Jerry Wurf, then Regional Director (now national President) of the American Federation of State, County and Municipal Employees, was more than conciliated. A week before, Wurf had threatened a strike of his 25,000 members. When the executive order was signed, he hailed it as “a monumental forward step,” predicting that his membership would double within a year.

Within seventeen years, Wurf’s membership swelled to 125,000. By 1977, all but 4,500 city employees—less than 2 percent—were represented by unions. With this growth in membership came new power. The city came to collect and turn over to the unions the dues of their members, including a political action fund to support union-backed candidates. With city support, in 1977 the state approved an agency shop law requiring all employees to pay union dues, increasing the political action kitty. The city came to fully fund the health and welfare benefits of its employees, allowing the unions to administer these funds and hire small armies for that purpose. By 1977, the city was paying the salaries but releasing 126 employees for full-time union activity; another 96 were released with the union paying their salary and the city their pension, health and welfare contributions; still another 41 union organizers were released on a part-time basis.

The union’s growing strength is gauged by glancing at the budget of the Office of Labor Relations, the city agency responsible for representing 7.5 million taxpayers in contract negotiations. In the last year of the Beame administration, this office had fifty employees and a puny budget of $800,000. That same year, one union—Wurf’s D.C. 37—had fifty-one members released by the city for union work. The dues of all city unions were $32 million, and, in early 1978, one—the PBA—lavished $750,000 to retain an attorney, Richard Hartman.

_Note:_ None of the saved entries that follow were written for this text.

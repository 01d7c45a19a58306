// Copyright (c) Microsoft Corporation.
// Licensed under the MIT License.

use std::time::SystemTime;

use fusebox_store::CircuitState;

/// A point-in-time view of everything stored for one target.
///
/// Returned by [`CircuitBreaker::snapshot`][crate::CircuitBreaker::snapshot]. Taking a
/// snapshot never changes the circuit, not even when its cooldown has already elapsed.
#[derive(Debug, Clone, Copy, PartialEq, Eq)]
#[non_exhaustive]
pub struct CircuitSnapshot {
    /// The stored circuit state.
    pub state: CircuitState,

    /// The consecutive failure count.
    pub failure_count: u32,

    /// When the circuit last opened, if it ever did.
    pub last_opened: Option<SystemTime>,
}

impl CircuitSnapshot {
    /// Returns `true` if calls are currently being counted normally.
    #[must_use]
    pub fn is_closed(&self) -> bool {
        self.state == CircuitState::Closed
    }
}
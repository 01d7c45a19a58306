// Copyright (c) Microsoft Corporation.
// Licensed under the MIT License.

use std::fmt::{self, Display};

/// The state of the circuit for a single target.
///
/// ```text
/// ┌────────┐      Failure threshold reached       ┌──────────┐
/// │ Closed │ ────────────────────────────────────▶│   Open   │
/// └────────┘                                      └──────────┘
///      ▲                                            ▲     │
///      │                                   Probe    │     │
///      │            ┌────────────────┐     failed   │     │
///      └────────────│   Half-Open    │──────────────┘     │
///      Probe        └────────────────┘◀───────────────────┘
///      succeeded                          Cooldown elapsed
/// ```
///
/// Unknown targets are [`Closed`][CircuitState::Closed], which is also the [`Default`].
#[derive(Debug, Default, Copy, Clone, PartialEq, Eq, Hash)]
#[cfg_attr(feature = "serde", derive(serde::Serialize, serde::Deserialize))]
#[cfg_attr(feature = "serde", serde(rename_all = "snake_case"))]
pub enum CircuitState {
    /// Calls are permitted and failures are counted.
    #[default]
    Closed,

    /// Calls are rejected without being attempted until the cooldown elapses.
    Open,

    /// A single trial call is permitted; its outcome decides the next state.
    HalfOpen,
}

impl CircuitState {
    /// Returns a short `snake_case` label suitable for logs and metric attributes.
    ///
    /// # Examples
    ///
    /// ```
    /// use fusebox_store::CircuitState;
    ///
    /// assert_eq!(CircuitState::HalfOpen.as_str(), "half_open");
    /// ```
    #[must_use]
    pub fn as_str(self) -> &'static str {
        match self {
            Self::Closed => "closed",
            Self::Open => "open",
            Self::HalfOpen => "half_open",
        }
    }
}

impl Display for CircuitState {
    fn fmt(&self, f: &mut fmt::Formatter<'_>) -> fmt::Result {
        f.write_str(self.as_str())
    }
}
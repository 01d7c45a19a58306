// Copyright (c) Microsoft Corporation.
// Licensed under the MIT License.

//! Shows the logs and metrics a circuit breaker emits.
//!
//! Circuit events are logged to the console through `tracing` and counted in the
//! `circuit.event` OpenTelemetry counter, which is flushed to stdout before exiting.

use std::time::Duration;

use fusebox::{CircuitBreaker, InMemoryStore, OperationError, Outcome};
use ohno::AppError;
use opentelemetry_sdk::metrics::SdkMeterProvider;
use opentelemetry_stdout::MetricExporter;
use tick::Clock;
use tracing_subscriber::layer::SubscriberExt;
use tracing_subscriber::util::SubscriberInitExt;

#[tokio::main(flavor = "current_thread")]
async fn main() -> Result<(), AppError> {
    let meter_provider = configure_telemetry();
    let clock = Clock::new_tokio();

    let breaker = CircuitBreaker::builder(InMemoryStore::new(), &clock)
        .name("payments")
        .failure_threshold(2)
        .cooldown(Duration::from_millis(200))
        .enable_logs()
        .enable_metrics(&meter_provider)
        .build();

    // Two failures open the circuit, the next call is rejected.
    for _ in 0..3 {
        let _ = breaker.call("card-gateway", || charge(false));
    }

    // The first probe fails and reopens the circuit, the second one closes it.
    clock.delay(Duration::from_millis(250)).await;
    let _ = breaker.call("card-gateway", || charge(false));
    clock.delay(Duration::from_millis(250)).await;
    let receipt = breaker.call("card-gateway", || charge(true))?;
    println!("charged: {}", receipt.into_payload());

    meter_provider.force_flush()?;

    Ok(())
}

fn charge(gateway_up: bool) -> Result<Outcome<&'static str>, OperationError> {
    if gateway_up {
        Ok(Outcome::success("receipt-0001"))
    } else {
        Err(OperationError::from_message("card gateway timed out"))
    }
}

fn configure_telemetry() -> SdkMeterProvider {
    tracing_subscriber::registry().with(tracing_subscriber::fmt::layer()).init();

    SdkMeterProvider::builder()
        .with_periodic_exporter(MetricExporter::default())
        .build()
}
//! Browsing and managing listings.

use std::sync::Arc;

use tokio::sync::watch;

use super::{Loadable, StateCell};
use crate::api::{ApiClient, ApiError, endpoints};
use crate::domain::ports::ApiRequest;
use crate::domain::{Listing, ListingDraft, ListingId, ListingQuery, Toasts};

/// Observable listing state.
#[derive(Debug, Clone, PartialEq, Eq, Default)]
pub struct ListingState {
    /// Result of the last browse or search.
    pub listings: Vec<Listing>,
    /// The signed-in user's own listings, newest first.
    pub mine: Vec<Listing>,
    /// A listing request is in flight.
    pub is_loading: bool,
    /// Message from the last failed request.
    pub error: Option<String>,
}

impl Loadable for ListingState {
    fn set_loading(&mut self, loading: bool) {
        self.is_loading = loading;
    }

    fn set_error(&mut self, error: Option<String>) {
        self.error = error;
    }
}

impl ListingState {
    fn replace(&mut self, updated: &Listing) {
        for listing in self.listings.iter_mut().chain(self.mine.iter_mut()) {
            if listing.id == updated.id {
                *listing = updated.clone();
            }
        }
    }

    fn remove(&mut self, id: ListingId) {
        self.listings.retain(|listing| listing.id != id);
        self.mine.retain(|listing| listing.id != id);
    }
}

/// Listing CRUD over the API.
pub struct ListingStore {
    api: Arc<ApiClient>,
    cell: StateCell<ListingState>,
}

impl ListingStore {
    /// Build an empty store.
    pub fn new(api: Arc<ApiClient>, toasts: Toasts) -> Self {
        Self {
            api,
            cell: StateCell::new(ListingState::default(), toasts),
        }
    }

    /// Observe every change.
    pub fn subscribe(&self) -> watch::Receiver<ListingState> {
        self.cell.subscribe()
    }

    /// Current state.
    pub fn snapshot(&self) -> ListingState {
        self.cell.snapshot()
    }

    /// Browse or search listings.
    ///
    /// # Errors
    ///
    /// Any [`ApiError`] from `GET listings`.
    pub async fn browse(&self, query: &ListingQuery) -> Result<Vec<Listing>, ApiError> {
        let request = ApiRequest::get(endpoints::LISTINGS).with_query(query.to_pairs());
        self.cell
            .track(
                "Could not load listings",
                self.api.fetch(request),
                |state, listings: &Vec<Listing>| state.listings.clone_from(listings),
            )
            .await
    }

    /// Load the signed-in user's listings.
    ///
    /// # Errors
    ///
    /// Any [`ApiError`] from `GET listings/mine`.
    pub async fn fetch_mine(&self) -> Result<Vec<Listing>, ApiError> {
        self.cell
            .track(
                "Could not load your listings",
                self.api.get_json(endpoints::MY_LISTINGS),
                |state, listings: &Vec<Listing>| state.mine.clone_from(listings),
            )
            .await
    }

    /// Load one listing. Any cached copy is refreshed.
    ///
    /// # Errors
    ///
    /// Any [`ApiError`] from `GET listings/{id}`.
    pub async fn get(&self, id: ListingId) -> Result<Listing, ApiError> {
        self.cell
            .track(
                "Could not load the listing",
                self.api.get_json(&endpoints::listing(id)),
                |state, listing: &Listing| state.replace(listing),
            )
            .await
    }

    /// Publish a listing.
    ///
    /// # Errors
    ///
    /// Any [`ApiError`] from `POST listings`.
    pub async fn create(&self, draft: &ListingDraft) -> Result<Listing, ApiError> {
        let listing = self
            .cell
            .track(
                "Could not publish the listing",
                self.api.post_json(endpoints::LISTINGS, draft),
                |state, listing: &Listing| state.mine.insert(0, listing.clone()),
            )
            .await?;
        self.cell.toasts().success("Listing published");
        Ok(listing)
    }

    /// Replace a listing's content.
    ///
    /// # Errors
    ///
    /// Any [`ApiError`] from `PUT listings/{id}`.
    pub async fn update(&self, id: ListingId, draft: &ListingDraft) -> Result<Listing, ApiError> {
        let listing = self
            .cell
            .track(
                "Could not update the listing",
                self.api.put_json(&endpoints::listing(id), draft),
                |state, listing: &Listing| state.replace(listing),
            )
            .await?;
        self.cell.toasts().success("Listing updated");
        Ok(listing)
    }

    /// Delete a listing.
    ///
    /// # Errors
    ///
    /// Any [`ApiError`] from `DELETE listings/{id}`; nothing is removed
    /// locally on failure.
    pub async fn delete(&self, id: ListingId) -> Result<(), ApiError> {
        let path = endpoints::listing(id);
        self.cell
            .track(
                "Could not delete the listing",
                self.api.delete(&path),
                |state, _| state.remove(id),
            )
            .await?;
        self.cell.toasts().success("Listing deleted");
        Ok(())
    }
}
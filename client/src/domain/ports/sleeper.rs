//! Async sleeping abstraction so retry delays can be observed in tests.

use std::time::Duration;

use async_trait::async_trait;

/// Suspends the caller for a duration.
#[async_trait]
pub trait Sleeper: Send + Sync {
    /// Suspend execution for `duration`.
    async fn sleep(&self, duration: Duration);
}

/// Tokio-based sleeper.
#[derive(Debug, Clone, Copy, Default)]
pub struct TokioSleeper;

#[async_trait]
impl Sleeper for TokioSleeper {
    async fn sleep(&self, duration: Duration) {
        tokio::time::sleep(duration).await;
    }
}
//! Reconnection schedule for the push channel.
//!
//! Exponential backoff capped at a maximum interval, bounded by a total time
//! budget measured from the moment the connection was lost. Once the next
//! wait would overrun the budget, automatic reconnection stops.

use std::time::Duration;

/// Default first reconnect delay.
pub const DEFAULT_INITIAL_DELAY: Duration = Duration::from_secs(1);
/// Default cap on a single reconnect delay.
pub const DEFAULT_MAX_INTERVAL: Duration = Duration::from_secs(30);
/// Default total time spent reconnecting before giving up.
pub const DEFAULT_BUDGET: Duration = Duration::from_secs(300);

/// Backoff schedule for push reconnection.
#[derive(Debug, Clone, Copy, PartialEq, Eq)]
pub struct ReconnectPolicy {
    initial: Duration,
    max_interval: Duration,
    budget: Duration,
}

impl Default for ReconnectPolicy {
    fn default() -> Self {
        Self::new(DEFAULT_INITIAL_DELAY, DEFAULT_MAX_INTERVAL, DEFAULT_BUDGET)
    }
}

impl ReconnectPolicy {
    /// Build a policy. A zero `initial` is raised to one millisecond and
    /// `max_interval` is never below `initial`.
    pub fn new(initial: Duration, max_interval: Duration, budget: Duration) -> Self {
        let initial = initial.max(Duration::from_millis(1));
        Self {
            initial,
            max_interval: max_interval.max(initial),
            budget,
        }
    }

    /// First reconnect delay.
    pub fn initial(&self) -> Duration {
        self.initial
    }

    /// Cap on a single reconnect delay.
    pub fn max_interval(&self) -> Duration {
        self.max_interval
    }

    /// Total reconnect budget.
    pub fn budget(&self) -> Duration {
        self.budget
    }

    /// Delay before reconnect `attempt` (1-based), or `None` to give up.
    ///
    /// `elapsed` is the time already spent since the connection was lost.
    ///
    /// # Examples
    /// ```
    /// use std::time::Duration;
    /// use skillswap_client::domain::ReconnectPolicy;
    ///
    /// let policy = ReconnectPolicy::new(
    ///     Duration::from_secs(1),
    ///     Duration::from_secs(4),
    ///     Duration::from_secs(10),
    /// );
    /// assert_eq!(policy.delay_for(1, Duration::ZERO), Some(Duration::from_secs(1)));
    /// assert_eq!(policy.delay_for(4, Duration::ZERO), Some(Duration::from_secs(4)));
    /// assert_eq!(policy.delay_for(2, Duration::from_secs(9)), None);
    /// ```
    pub fn delay_for(&self, attempt: u32, elapsed: Duration) -> Option<Duration> {
        let delay = self.base_delay(attempt);
        let deadline = elapsed.checked_add(delay)?;
        (deadline <= self.budget).then_some(delay)
    }

    fn base_delay(&self, attempt: u32) -> Duration {
        let exponent = 2_u32.saturating_pow(attempt.saturating_sub(1));
        let base_ms = u64::try_from(self.initial.as_millis()).unwrap_or(u64::MAX);
        let max_ms = u64::try_from(self.max_interval.as_millis()).unwrap_or(u64::MAX);
        Duration::from_millis(base_ms.saturating_mul(u64::from(exponent)).min(max_ms))
    }
}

In addition to their ability to paralyze the city with a strike, as the transit union proved in 1966 and the bridge tenders in 1971, over the years the unions gained management powers and became partners in the city’s governance. Executive Order No. 52, signed by Mayor Lindsay on September 29, 1967, allowed such previous management prerogatives as “workload and manning” to be placed on the collective bargaining table. Everything became negotiable. “Collective bargaining has become a means not only for determining the wages and conditions of employment of public employees,” writes former city Personnel Director Sol Hoberman, “but also for modifying the nature of public service and the role, authority and responsibilities of the Mayor, the City Council, and agency heads.” Union contracts now determine class size and welfare caseloads. The Transit Authority was not permitted to hire part-timers, ensuring that work patterns conformed to employee, not rider habits. The sanitation union successfully insists that three men are required on a truck, though most cities and private carters employ two and even one. Unionization reaches almost to the top. Mayor Koch complains that all but 2,000 of his managers don’t belong to a union. He says he can’t properly manage since most supervisors have divided loyalties because they belong to a union—often the same one as the people reporting to them—and discipline breaks down.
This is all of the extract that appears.